Volumen III: Conspirador
Sin Editar
La familiar burla y la ausencia de una expresión inexpresiva confirmaron a Jenna que Ciel era realmente real.
“¡Maldita sea! ¿No puedes hablar correctamente?” maldijo Jenna, agitando el paño en la mano.
Lumian cerró la puerta tras de sí y sonrió.
“Eres bastante enérgica. No lloras de miedo”.
Jenna miró cautelosamente por la ventana, confirmando que las figuras que brillaban tenuemente habían desaparecido hacía tiempo.
Reprimiendo sus ganas de discutir con Lumian, no perdió el tiempo y preguntó: “¿Cómo has entrado tú también?”
Mientras hablaba, se recordó a sí misma: Como mujer adulta con ricas experiencias vitales y muchos contratiempos, ¡no debería discutir con un menor tan inmaduro en un momento tan crítico!
La mirada de Lumian se dirigió a Franca, que bebía vino tinto junto a la ventana. Se acomodó en el diván y se recostó cómodamente.
“Primero, dime cómo entraste”.
Para ser sincero, no sabía por qué había llegado de repente a este extraño lugar parecido a un Hostal.
Jenna permaneció de pie junto a la mesa de café, lista para adoptar una apariencia de maniquí en cualquier momento.
A continuación, relató cómo había recibido una revelación en sueños, acudió a la clandestinidad para entregar el objeto de la misión y obtuvo una moneda de oro de la suerte.
Lumian escuchó atentamente sin interrupción. Finalmente, soltó una risita.

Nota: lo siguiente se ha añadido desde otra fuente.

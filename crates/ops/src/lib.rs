//! Operation facade.
//!
//! Every call resolves credentials through the [`TokenManager`], wraps them in
//! the provider's [`AuthenticatedClient`], and delegates to the provider
//! registered for the requested (or default) [`ProviderId`].
//!
//! When no valid credentials exist the call fails with
//! [`VcsError::ReauthRequired`]; the provider's own `authenticate` entry point
//! is never used as a silent fallback.

mod branches;
mod files;
mod issues;
mod pull_requests;
mod repos;
mod webhooks;

pub use branches::Branches;
pub use files::Files;
pub use issues::Issues;
pub use pull_requests::PullRequests;
pub use repos::Repos;
pub use webhooks::Webhooks;

use std::sync::Arc;
use vcsgate_auth::TokenManager;
use vcsgate_provider::{AuthenticatedClient, ProviderRegistry, VcsProvider};
use vcsgate_types::{ProviderId, Result, TokenSource, VcsError};

/// Entry point for all provider operations.
#[derive(Clone, Debug)]
pub struct VcsOperations {
    manager: Arc<TokenManager>,
    registry: Arc<ProviderRegistry>,
}

impl VcsOperations {
    #[must_use]
    pub fn new(manager: Arc<TokenManager>, registry: Arc<ProviderRegistry>) -> Self {
        Self { manager, registry }
    }

    #[must_use]
    pub fn manager(&self) -> &Arc<TokenManager> {
        &self.manager
    }

    #[must_use]
    pub fn registry(&self) -> &Arc<ProviderRegistry> {
        &self.registry
    }

    #[must_use]
    pub fn issues(&self) -> Issues<'_> {
        Issues::new(self)
    }

    #[must_use]
    pub fn pull_requests(&self) -> PullRequests<'_> {
        PullRequests::new(self)
    }

    #[must_use]
    pub fn repos(&self) -> Repos<'_> {
        Repos::new(self)
    }

    #[must_use]
    pub fn branches(&self) -> Branches<'_> {
        Branches::new(self)
    }

    #[must_use]
    pub fn files(&self) -> Files<'_> {
        Files::new(self)
    }

    #[must_use]
    pub fn webhooks(&self) -> Webhooks<'_> {
        Webhooks::new(self)
    }

    /// Provider used when a call names none: the configured default if it is
    /// registered, otherwise the registry's default.
    #[must_use]
    pub fn default_provider(&self) -> ProviderId {
        let configured = self.manager.default_provider();
        if self.registry.has(configured) {
            return configured;
        }
        match self.registry.default_id() {
            Some(fallback) => {
                tracing::debug!(%configured, %fallback, "configured default is not registered");
                fallback
            }
            None => configured,
        }
    }

    fn provider_id(&self, provider: Option<ProviderId>) -> ProviderId {
        provider.unwrap_or_else(|| self.default_provider())
    }

    /// Look up the provider without touching credentials.
    fn provider(&self, provider: Option<ProviderId>) -> Result<Arc<dyn VcsProvider>> {
        self.registry.require(self.provider_id(provider))
    }

    /// Resolve the provider and a client holding valid credentials.
    async fn resolve(
        &self,
        source: &TokenSource,
        provider: Option<ProviderId>,
        operation: &'static str,
    ) -> Result<(Arc<dyn VcsProvider>, AuthenticatedClient)> {
        let id = self.provider_id(provider);
        let backend = self.registry.require(id)?;
        let Some(tokens) = self.manager.get_valid_token(source, id).await else {
            tracing::info!(%source, provider = %id, operation, "no valid credentials");
            return Err(VcsError::ReauthRequired {
                token_source: source.clone(),
                provider: id,
            });
        };
        tracing::debug!(%source, provider = %id, operation, "dispatching");
        let client = backend.client(&tokens);
        Ok((backend, client))
    }
}
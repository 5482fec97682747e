//! JSON-file token store.
//!
//! The whole file is a JSON array of [`CredentialRecord`]s. Writes go to a
//! sibling temp file and are renamed into place.

use crate::CredentialRecord;
use async_trait::async_trait;
use std::path::{Path, PathBuf};
use tokio::sync::Mutex;
use vcsgate_types::{ProviderId, Result, TokenData, TokenSource, TokenStore, VcsError};

/// A persistent [`TokenStore`] backed by a single JSON file.
pub struct FileTokenStore {
    path: PathBuf,
    /// Serializes read-modify-write cycles within this process.
    write_lock: Mutex<()>,
}

impl FileTokenStore {
    /// Opens (without creating) the store at `path`. A missing file reads as empty.
    pub fn new(path: impl Into<PathBuf>) -> Self {
        Self {
            path: path.into(),
            write_lock: Mutex::new(()),
        }
    }

    #[must_use]
    pub fn path(&self) -> &Path {
        &self.path
    }

    /// Read every record in the file.
    ///
    /// # Errors
    ///
    /// Returns [`VcsError::Storage`] on I/O failure and
    /// [`VcsError::Serialization`] if the file is not valid JSON.
    pub async fn records(&self) -> Result<Vec<CredentialRecord>> {
        match tokio::fs::read(&self.path).await {
            Ok(bytes) if bytes.iter().all(u8::is_ascii_whitespace) => Ok(Vec::new()),
            Ok(bytes) => Ok(serde_json::from_slice(&bytes)?),
            Err(e) if e.kind() == std::io::ErrorKind::NotFound => Ok(Vec::new()),
            Err(e) => Err(storage_err(&self.path, &e)),
        }
    }

    async fn write_records(&self, records: &[CredentialRecord]) -> Result<()> {
        if let Some(parent) = self.path.parent() {
            if !parent.as_os_str().is_empty() {
                tokio::fs::create_dir_all(parent)
                    .await
                    .map_err(|e| storage_err(parent, &e))?;
            }
        }
        let json = serde_json::to_vec_pretty(records)?;
        let tmp = self.path.with_extension("json.tmp");
        tokio::fs::write(&tmp, json)
            .await
            .map_err(|e| storage_err(&tmp, &e))?;
        tokio::fs::rename(&tmp, &self.path)
            .await
            .map_err(|e| storage_err(&self.path, &e))
    }
}

fn storage_err(path: &Path, e: &std::io::Error) -> VcsError {
    VcsError::Storage(format!("{}: {e}", path.display()))
}

#[async_trait]
impl TokenStore for FileTokenStore {
    async fn load(&self, source: &TokenSource, provider: ProviderId) -> Result<Option<TokenData>> {
        Ok(self
            .records()
            .await?
            .into_iter()
            .find(|r| &r.source == source && r.provider == provider)
            .map(|r| r.tokens))
    }

    async fn save(
        &self,
        source: &TokenSource,
        provider: ProviderId,
        tokens: &TokenData,
    ) -> Result<()> {
        let _guard = self.write_lock.lock().await;
        let mut records = self.records().await?;
        match records
            .iter_mut()
            .find(|r| &r.source == source && r.provider == provider)
        {
            Some(rec) => rec.replace_tokens(tokens.clone()),
            None => records.push(CredentialRecord::new(
                source.clone(),
                provider,
                tokens.clone(),
            )),
        }
        self.write_records(&records).await?;
        tracing::debug!(source = %source, provider = %provider, path = %self.path.display(), "tokens written");
        Ok(())
    }
}
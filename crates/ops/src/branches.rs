use crate::VcsOperations;
use vcsgate_types::{Branch, ProviderId, RepoRef, Result, TokenSource};

#[derive(Clone, Copy, Debug)]
pub struct Branches<'a> {
    ops: &'a VcsOperations,
}

impl<'a> Branches<'a> {
    pub(crate) fn new(ops: &'a VcsOperations) -> Self {
        Self { ops }
    }

    /// # Errors
    ///
    /// Fails when the provider is not registered, the caller must
    /// re-authenticate, or the provider call fails.
    pub async fn list(
        &self,
        source: &TokenSource,
        provider: Option<ProviderId>,
        repo: &RepoRef,
    ) -> Result<Vec<Branch>> {
        let (backend, client) = self.ops.resolve(source, provider, "branches.list").await?;
        backend.list_branches(&client, repo).await
    }

    /// Create `name` at the head of `from_ref`.
    ///
    /// # Errors
    ///
    /// See [`Branches::list`].
    pub async fn create(
        &self,
        source: &TokenSource,
        provider: Option<ProviderId>,
        repo: &RepoRef,
        name: &str,
        from_ref: &str,
    ) -> Result<Branch> {
        let (backend, client) = self.ops.resolve(source, provider, "branches.create").await?;
        backend.create_branch(&client, repo, name, from_ref).await
    }
}
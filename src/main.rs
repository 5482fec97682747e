use anyhow::{Context as _, Result, bail};
use clap::{Parser, Subcommand};
use std::{path::PathBuf, sync::Arc, time::Duration};
use tracing_subscriber::EnvFilter;
use vcsgate_auth::{EnvSource, RefresherSet, TokenManager, TokenManagerConfig};
use vcsgate_config::Config;
use vcsgate_ops::VcsOperations;
use vcsgate_provider::builtin_registry;
use vcsgate_store::FileTokenStore;
use vcsgate_types::{ProviderId, RepoRef, TokenData, TokenSource, VcsError};

#[derive(Parser, Debug)]
#[command(name = "vcsgate", about = "vcsgate: credentials and API access for VCS hosts")]
struct Cli {
    /// Path to the YAML configuration file.
    #[arg(short, long, value_name = "FILE", global = true)]
    config: Option<PathBuf>,
    #[command(subcommand)]
    command: Commands,
}

#[derive(Subcommand, Debug)]
enum Commands {
    /// Show credential status for every enabled provider.
    Status {
        /// Owner of the credentials (user, team, installation).
        #[arg(short, long)]
        source: TokenSource,
    },
    /// Store credentials obtained elsewhere.
    SetToken {
        #[arg(short, long)]
        source: TokenSource,
        /// github / gitlab / bitbucket / azure_devops.
        #[arg(short, long)]
        provider: ProviderId,
        #[arg(long)]
        token: String,
        #[arg(long)]
        refresh_token: Option<String>,
        /// Lifetime of the access token in seconds.
        #[arg(long)]
        expires_in: Option<u64>,
        #[arg(long)]
        scope: Option<String>,
    },
    /// Mark stored credentials unusable so the owner must re-authorize.
    Invalidate {
        #[arg(short, long)]
        source: TokenSource,
        #[arg(short, long)]
        provider: ProviderId,
    },
    /// Check the stored credentials against the host.
    Check {
        #[arg(short, long)]
        source: TokenSource,
        /// Defaults to the configured default provider.
        #[arg(short, long)]
        provider: Option<ProviderId>,
    },
    /// Print the normalized CI status of a pull request as JSON.
    Ci {
        #[arg(short, long)]
        source: TokenSource,
        #[arg(short, long)]
        provider: Option<ProviderId>,
        /// Repository as OWNER/NAME.
        #[arg(short, long)]
        repo: RepoRef,
        /// Pull request number.
        #[arg(long = "pr")]
        number: u64,
    },
    /// Verify a webhook signature against a saved payload.
    VerifyWebhook {
        #[arg(short, long)]
        provider: Option<ProviderId>,
        /// Signature header value, e.g. `sha256=<hex>`.
        #[arg(long)]
        signature: String,
        /// File holding the raw request body.
        #[arg(long, value_name = "FILE")]
        body: PathBuf,
        /// Shared secret; read from the provider's `webhook_secret_env` when omitted.
        #[arg(long)]
        secret: Option<String>,
    },
}

#[tokio::main]
async fn main() -> Result<()> {
    let cli = Cli::parse();
    let config = Config::load(cli.config.as_deref())
        .map_err(|e| anyhow::anyhow!("config error: {e}"))?;
    init_tracing(&config);

    let ops = build_operations(&config)?;
    match cli.command {
        Commands::Status { source } => cmd_status(&ops, &source).await,
        Commands::SetToken {
            source,
            provider,
            token,
            refresh_token,
            expires_in,
            scope,
        } => {
            let mut tokens = TokenData::new(token);
            if let Some(r) = refresh_token {
                tokens = tokens.with_refresh(r);
            }
            if let Some(secs) = expires_in {
                tokens = tokens.with_expiry(Duration::from_secs(secs));
            }
            if let Some(s) = scope {
                tokens = tokens.with_scope(s);
            }
            ops.manager().store_tokens(&source, provider, &tokens).await?;
            eprintln!("stored credentials for {source} on {provider}");
            Ok(())
        }
        Commands::Invalidate { source, provider } => {
            ops.manager().invalidate_tokens(&source, provider).await?;
            eprintln!("{source} on {provider} must re-authenticate");
            Ok(())
        }
        Commands::Check { source, provider } => {
            let status = ops.repos().check_connection(&source, provider).await?;
            println!("{}", serde_json::to_string_pretty(&status)?);
            Ok(())
        }
        Commands::Ci {
            source,
            provider,
            repo,
            number,
        } => {
            let summary = ops
                .pull_requests()
                .ci_status(&source, provider, &repo, number)
                .await?;
            println!("{}", serde_json::to_string_pretty(&summary)?);
            Ok(())
        }
        Commands::VerifyWebhook {
            provider,
            signature,
            body,
            secret,
        } => cmd_verify_webhook(&ops, &config, provider, &signature, &body, secret),
    }
}

fn init_tracing(config: &Config) {
    let filter = EnvFilter::try_from_default_env()
        .unwrap_or_else(|_| EnvFilter::new(&config.log.level));
    let builder = tracing_subscriber::fmt()
        .with_env_filter(filter)
        .with_writer(std::io::stderr);
    if config.log.json {
        builder.json().init();
    } else {
        builder.init();
    }
}

fn build_operations(config: &Config) -> Result<VcsOperations> {
    let http = rquest::Client::new();
    let env = EnvSource::Process;
    let store = FileTokenStore::new(config.tokens_path.clone().unwrap_or_else(default_tokens_path));
    let manager = TokenManager::new(
        TokenManagerConfig::builder()
            .store(Arc::new(store))
            .refresher(Arc::new(RefresherSet::from_config(config, &http, &env)))
            .expiration_buffer(config.expiration_buffer())
            .default_provider(config.default_provider)
            .required_env_vars(config.required_env.clone())
            .on_refresh_failure(Arc::new(
                |source: &TokenSource, provider: ProviderId, error: &VcsError| {
                    tracing::warn!(%source, %provider, %error, "re-authorization required");
                },
            ))
            .env(env)
            .build(),
    )?;
    Ok(VcsOperations::new(
        Arc::new(manager),
        Arc::new(builtin_registry(config, &http)),
    ))
}

async fn cmd_status(ops: &VcsOperations, source: &TokenSource) -> Result<()> {
    for id in ops.registry().ids() {
        let status = if ops.manager().are_tokens_valid(source, id).await {
            "valid"
        } else {
            "re-authentication required"
        };
        println!("{id}: {status}");
    }
    Ok(())
}

fn cmd_verify_webhook(
    ops: &VcsOperations,
    config: &Config,
    provider: Option<ProviderId>,
    signature: &str,
    payload: &std::path::Path,
    secret: Option<String>,
) -> Result<()> {
    let id = provider.unwrap_or_else(|| ops.default_provider());
    let secret = match secret {
        Some(s) => s,
        None => {
            let var = config
                .provider(id)
                .webhook_secret_env
                .with_context(|| format!("no webhook secret configured for {id}"))?;
            EnvSource::Process
                .get(&var)
                .with_context(|| format!("{var} is not set"))?
        }
    };
    let body = std::fs::read(payload)
        .with_context(|| format!("reading {}", payload.display()))?;
    if !ops.webhooks().verify(Some(id), &body, signature, &secret)? {
        bail!("signature does not match payload");
    }
    println!("signature valid");
    Ok(())
}

fn default_tokens_path() -> PathBuf {
    let home = std::env::var("HOME").unwrap_or_else(|_| ".".to_string());
    PathBuf::from(home).join(".vcsgate").join("tokens.json")
}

“Ahora, puedo responder a su pregunta.
“Fui enviado aquí por el Sr. Loco para salvarte.”
A grandes rasgos, comprendió por qué había aparecido en la Habitación 207 del falso Auberge du Coq Doré tras despertarse.
“¿Realmente te envió el Sr. Loco? Ni siquiera sé su nombre honorífico completo. ¿Tuvo éxito mi plegaria solo con la moneda de oro de la suerte?” Jenna tenía sus sospechas, pero le seguía pareciendo increíble.
“Claro que es verdad”, respondió Lumian con sinceridad.
Lo que le desconcertaba era otra cosa.
¿Por qué lo envió el Sr. Loco y no a Madam Maga?
Si hubiera sido Madam Maga la que se hubiera metido en el Hostal, el problema se habría resuelto fácilmente.
Esto podría explicarse por el sello de El Loco sobre él, pero Madam Maga era una portadora de cartas de Arcanos Mayores, un miembro clave del Club del Tarot que podía participar en una reunión ante un dios. Además, definitivamente poseía marcas similares en los tres caminos de lo divino controlados por El Loco. Ella podría ser “asignada a distancia”.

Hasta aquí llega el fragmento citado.